The baby, who was already speculated to be a "source of healing" for the Sussexes and the rest of the family, has been named Lilibet Diana Mountbatten Windsor, Lilibet being a moniker for the Queen, while Diana being the name of her late grandmother the Princess of Wales. Royal commentator Dickie Arbiter, who also served as a senior aide to the Queen from 1988 until 2000, called the name a peace offering but wondered why Diana wasn't chosen as the first name.

Diana also happens to be the middle name of Harry's niece Princess Charlotte, who also has Elizabeth as a middle name, so it was available to be chosen as the first name for his daughter.

"Choosing Diana's name for their baby isn't a surprise, as we all know Harry's closeness to his mother was such that her loss has caused him mental issues even 24 years on. But I wonder what Diana would have made of their daughter having her name as a middle, and not a principal name?" Arbiter told The Mirror.

The royal expert added that Harry, who moved to California to distance himself from the royal family, has made a complete u-turn with the choice of the name. "So I wonder if taking the Queen's nickname for his baby is an olive branch? Only Harry can answer that. The Queen gave herself the nickname Lilibet because she couldn't say Elizabeth as a child, and it stuck. I think it's rather cute," he said.
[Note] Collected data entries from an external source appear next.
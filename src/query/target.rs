//! Listen targets
//!
//! A target is the normalized, wire-visible identity of a query: its ordering
//! is already total and, for limit-to-last queries, already inverted. Two
//! queries that produce equal targets listen to the same result stream.

use std::fmt;
use std::sync::{Arc, OnceLock};

use super::bound::Bound;
use super::filter::Filter;
use super::order_by::OrderBy;
use crate::model::{DocumentKey, ResourcePath};

#[derive(Debug, Clone)]
pub struct Target {
    path: ResourcePath,
    collection_group: Option<Arc<str>>,
    filters: Vec<Filter>,
    order_bys: Vec<OrderBy>,
    limit: Option<i32>,
    start_at: Option<Bound>,
    end_at: Option<Bound>,
    canonical_id: OnceLock<String>,
}

impl Target {
    pub fn new(
        path: ResourcePath,
        collection_group: Option<Arc<str>>,
        filters: Vec<Filter>,
        order_bys: Vec<OrderBy>,
        limit: Option<i32>,
        start_at: Option<Bound>,
        end_at: Option<Bound>,
    ) -> Self {
        Self {
            path,
            collection_group,
            filters,
            order_bys,
            limit,
            start_at,
            end_at,
            canonical_id: OnceLock::new(),
        }
    }

    pub fn path(&self) -> &ResourcePath {
        &self.path
    }

    pub fn collection_group(&self) -> Option<&str> {
        self.collection_group.as_deref()
    }

    pub fn filters(&self) -> &[Filter] {
        &self.filters
    }

    pub fn order_bys(&self) -> &[OrderBy] {
        &self.order_bys
    }

    pub fn limit(&self) -> Option<i32> {
        self.limit
    }

    pub fn start_at(&self) -> Option<&Bound> {
        self.start_at.as_ref()
    }

    pub fn end_at(&self) -> Option<&Bound> {
        self.end_at.as_ref()
    }

    /// True if this target reads exactly one document by key.
    pub fn is_document_query(&self) -> bool {
        DocumentKey::is_document_key(&self.path)
            && self.collection_group.is_none()
            && self.filters.is_empty()
    }

    /// Deterministic encoding of every field; computed once.
    pub fn canonical_id(&self) -> &str {
        self.canonical_id.get_or_init(|| self.compute_canonical_id())
    }

    fn compute_canonical_id(&self) -> String {
        let mut id = self.path.canonical_string();

        if let Some(group) = &self.collection_group {
            id.push_str("|cg:");
            id.push_str(group);
        }

        let filters: Vec<String> = self.filters.iter().map(Filter::canonical_id).collect();
        id.push_str("|f:");
        id.push_str(&filters.join(","));

        let order_bys: Vec<String> = self.order_bys.iter().map(OrderBy::canonical_id).collect();
        id.push_str("|ob:");
        id.push_str(&order_bys.join(","));

        if let Some(limit) = self.limit {
            id.push_str("|l:");
            id.push_str(&limit.to_string());
        }
        if let Some(start_at) = &self.start_at {
            id.push_str("|lb:");
            id.push_str(&start_at.position_string());
        }
        if let Some(end_at) = &self.end_at {
            id.push_str("|ub:");
            id.push_str(&end_at.position_string());
        }
        id
    }
}

impl PartialEq for Target {
    fn eq(&self, other: &Self) -> bool {
        self.path == other.path
            && self.collection_group == other.collection_group
            && self.filters == other.filters
            && self.order_bys == other.order_bys
            && self.limit == other.limit
            && self.start_at == other.start_at
            && self.end_at == other.end_at
    }
}

impl fmt::Display for Target {
    fn fmt(&self, f: &mut fmt::Formatter<'_>) -> fmt::Result {
        write!(f, "Target(canonical_id={})", self.canonical_id())
    }
}
//! Observability for the query core
//!
//! - Structured logging (JSON lines)
//! - Typed events
//!
//! Observability is read-only: nothing here changes matching, ordering or
//! canonicalization results.

mod events;
mod logger;

pub use events::Event;
pub use logger::{Logger, Severity};

use crate::config::ObservabilityConfig;

/// Apply an observability configuration process-wide.
pub fn init(config: &ObservabilityConfig) {
    Logger::configure(config.enabled, config.min_severity);
    log_event_with_fields(
        Event::ConfigLoaded,
        &[("min_severity", config.min_severity.as_str())],
    );
}

/// Returns true if `event` would be written under the current config.
///
/// Callers check this before formatting fields for hot-path events.
pub fn is_event_enabled(event: Event) -> bool {
    Logger::is_enabled(event.severity())
}

/// Log an event at its own severity
pub fn log_event(event: Event) {
    Logger::log(event.severity(), event.as_str(), &[]);
}

/// Log an event with fields
pub fn log_event_with_fields(event: Event, fields: &[(&str, &str)]) {
    Logger::log(event.severity(), event.as_str(), fields);
}

#[cfg(test)]
mod tests {
    use super::*;

    #[test]
    fn test_log_event() {
        // Only verifies no panic
        log_event(Event::TargetDerived);
        log_event(Event::ComparatorBuilt);
    }

    #[test]
    fn test_trace_events_filtered_by_default() {
        // Nothing in this crate's tests reconfigures the logger
        assert!(!is_event_enabled(Event::OrderByNormalized));
        assert!(!is_event_enabled(Event::TargetDerived));
        assert!(!is_event_enabled(Event::ComparatorBuilt));
        assert!(is_event_enabled(Event::InvariantViolation));
        assert!(is_event_enabled(Event::QueryRejected));
    }

    #[test]
    fn test_log_event_with_fields() {
        log_event_with_fields(Event::OrderByNormalized, &[("clauses", "2")]);
    }
}
//! Documents and document keys

use std::fmt;

use serde::{Deserialize, Serialize};
use serde_json::{Map, Value};

use super::path::{FieldPath, ResourcePath};
use crate::query::errors::{fatal, QueryError};

/// Path of a single document: an even, non-zero number of segments
/// alternating collection id and document id.
#[derive(Debug, Clone, PartialEq, Eq, PartialOrd, Ord, Hash, Serialize, Deserialize)]
#[serde(try_from = "ResourcePath", into = "ResourcePath")]
pub struct DocumentKey {
    path: ResourcePath,
}

impl DocumentKey {
    /// Returns true if `path` addresses a document rather than a collection.
    pub fn is_document_key(path: &ResourcePath) -> bool {
        !path.is_empty() && path.len() % 2 == 0
    }

    /// Wraps a document path.
    ///
    /// # Panics
    ///
    /// If `path` is not a document path.
    pub fn new(path: ResourcePath) -> Self {
        match Self::try_new(path) {
            Ok(key) => key,
            Err(err) => fatal(err),
        }
    }

    pub fn try_new(path: ResourcePath) -> Result<Self, QueryError> {
        if Self::is_document_key(&path) {
            Ok(Self { path })
        } else {
            Err(QueryError::InvalidDocumentKey(path.canonical_string()))
        }
    }

    /// Parses `rooms/r1`.
    ///
    /// # Panics
    ///
    /// If the string is not a document path.
    pub fn from_path_string(path: &str) -> Self {
        Self::new(ResourcePath::from_string(path))
    }

    pub fn path(&self) -> &ResourcePath {
        &self.path
    }

    /// Id of the collection directly containing this document.
    pub fn collection_group(&self) -> &str {
        // Document paths have at least two segments
        &self.path.segments()[self.path.len() - 2]
    }

    pub fn has_collection_group(&self, collection_id: &str) -> bool {
        self.collection_group() == collection_id
    }
}

impl TryFrom<ResourcePath> for DocumentKey {
    type Error = QueryError;

    fn try_from(path: ResourcePath) -> Result<Self, Self::Error> {
        Self::try_new(path)
    }
}

impl From<DocumentKey> for ResourcePath {
    fn from(key: DocumentKey) -> Self {
        key.path
    }
}

impl fmt::Display for DocumentKey {
    fn fmt(&self, f: &mut fmt::Formatter<'_>) -> fmt::Result {
        write!(f, "{}", self.path)
    }
}

/// What the cache knows about a document.
#[derive(Debug, Clone, Copy, PartialEq, Eq, Hash, Serialize, Deserialize)]
pub enum DocumentState {
    /// The document exists and its body is known
    Found,
    /// The document is known to be absent (deleted or never written)
    NoDocument,
    /// The document exists but its body is not known locally
    Unknown,
}

/// A cached document: its key, its state and, when found, its body.
#[derive(Debug, Clone, PartialEq, Serialize, Deserialize)]
pub struct Document {
    key: DocumentKey,
    state: DocumentState,
    data: Map<String, Value>,
}

impl Document {
    /// An existing document with the given body.
    ///
    /// # Panics
    ///
    /// If `data` is not a JSON object.
    pub fn found(key: DocumentKey, data: Value) -> Self {
        match Self::try_found(key, data) {
            Ok(doc) => doc,
            Err(err) => fatal(err),
        }
    }

    pub fn try_found(key: DocumentKey, data: Value) -> Result<Self, QueryError> {
        match data {
            Value::Object(data) => Ok(Self {
                key,
                state: DocumentState::Found,
                data,
            }),
            _ => Err(QueryError::InvalidDocumentBody(key.to_string())),
        }
    }

    /// A document known to be absent.
    pub fn no_document(key: DocumentKey) -> Self {
        Self {
            key,
            state: DocumentState::NoDocument,
            data: Map::new(),
        }
    }

    /// A document whose contents are unknown.
    pub fn unknown(key: DocumentKey) -> Self {
        Self {
            key,
            state: DocumentState::Unknown,
            data: Map::new(),
        }
    }

    pub fn key(&self) -> &DocumentKey {
        &self.key
    }

    pub fn state(&self) -> DocumentState {
        self.state
    }

    pub fn is_found_document(&self) -> bool {
        self.state == DocumentState::Found
    }

    pub fn data(&self) -> &Map<String, Value> {
        &self.data
    }

    /// Value at `path`, walking nested objects.
    ///
    /// The key path is not a body field; key comparisons go through
    /// [`Document::key`].
    pub fn field(&self, path: &FieldPath) -> Option<&Value> {
        let (first, rest) = path.segments().split_first()?;
        let mut current = self.data.get(first)?;
        for segment in rest {
            current = current.as_object()?.get(segment)?;
        }
        Some(current)
    }
}
//! Document model consumed by the query core
//!
//! Paths, document keys, cached documents, and the value ordering shared by
//! filters, bounds and comparators.

mod document;
mod path;
pub mod values;

pub use document::{Document, DocumentKey, DocumentState};
pub use path::{FieldPath, ResourcePath, KEY_FIELD_NAME};
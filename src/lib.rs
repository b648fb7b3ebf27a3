//! localquery - client-side query matching for a document cache
//!
//! Given an immutable [`Query`], this crate decides which cached documents
//! belong to its result set, how those documents are ordered, and which
//! canonical listen [`Target`] the query maps to.

pub mod config;
pub mod model;
pub mod observability;
pub mod query;

pub use model::{Document, DocumentKey, DocumentState, FieldPath, ResourcePath};
pub use query::{
    Bound, CompositeFilter, CompositeOperator, Direction, DocumentComparator, FieldFilter,
    Filter, LimitType, Operator, OrderBy, Query, QueryError, QueryErrorCode, QueryResult, Target,
};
However cute, Arbiter believes that the move to christen a baby with a nickname can be seen as a bit "quite controversial." He also noted that the royal tot, who will herself be called Lili, which is short for Lilibet and also happens to be a name Harry expressed likeness for two years ago, won't know any other Lilibets growing up.

"I doubt the little girl will grow up with any other Lilibets in her classes (although people in California call their children all sorts). So maybe that's Harry and Meghan showing their independence again - just like Archie, another non-royal name," he said.

Meanwhile, royal expert Duncan Larcombe also suggested that Harry and Meghan are trying to reconcile with the Queen and the royal family after their recent public interviews about the 'Firm.'

"By choosing the childhood name of the Queen, Harry and Meghan have given their daughter the most royal of names. To many, such a specific nod to Her Majesty will be seen as the first major olive branch offered by the Sussexes since Megxit. A sign perhaps Harry and Meghan are eager to build bridges," Larcombe told The Sun.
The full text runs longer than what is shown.